Stored data entries |
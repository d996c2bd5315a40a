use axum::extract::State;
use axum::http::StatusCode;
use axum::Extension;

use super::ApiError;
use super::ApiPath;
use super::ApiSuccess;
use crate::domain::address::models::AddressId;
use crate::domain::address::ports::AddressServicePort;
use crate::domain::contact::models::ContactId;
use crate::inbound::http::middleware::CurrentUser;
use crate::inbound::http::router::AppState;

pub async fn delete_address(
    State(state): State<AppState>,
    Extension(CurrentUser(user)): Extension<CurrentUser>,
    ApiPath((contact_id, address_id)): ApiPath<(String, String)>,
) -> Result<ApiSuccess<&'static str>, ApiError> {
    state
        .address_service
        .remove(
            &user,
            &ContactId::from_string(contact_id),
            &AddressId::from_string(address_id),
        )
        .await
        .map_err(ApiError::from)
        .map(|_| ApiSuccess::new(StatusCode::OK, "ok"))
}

INSTRUCTIONS TO FOLLOW | Only the lines from the one containing "pub async fn" through the end of the entries above belong in the answer; repeat them exactly.

EXERCISE OUTPUT |
pub async fn delete_address(
    State(state): State<AppState>,
    Extension(CurrentUser(user)): Extension<CurrentUser>,
    ApiPath((contact_id, address_id)): ApiPath<(String, String)>,
) -> Result<ApiSuccess<&'static str>, ApiError> {
    state
        .address_service
        .remove(
            &user,
            &ContactId::from_string(contact_id),
            &AddressId::from_string(address_id),
        )
        .await
        .map_err(ApiError::from)
        .map(|_| ApiSuccess::new(StatusCode::OK, "ok"))
}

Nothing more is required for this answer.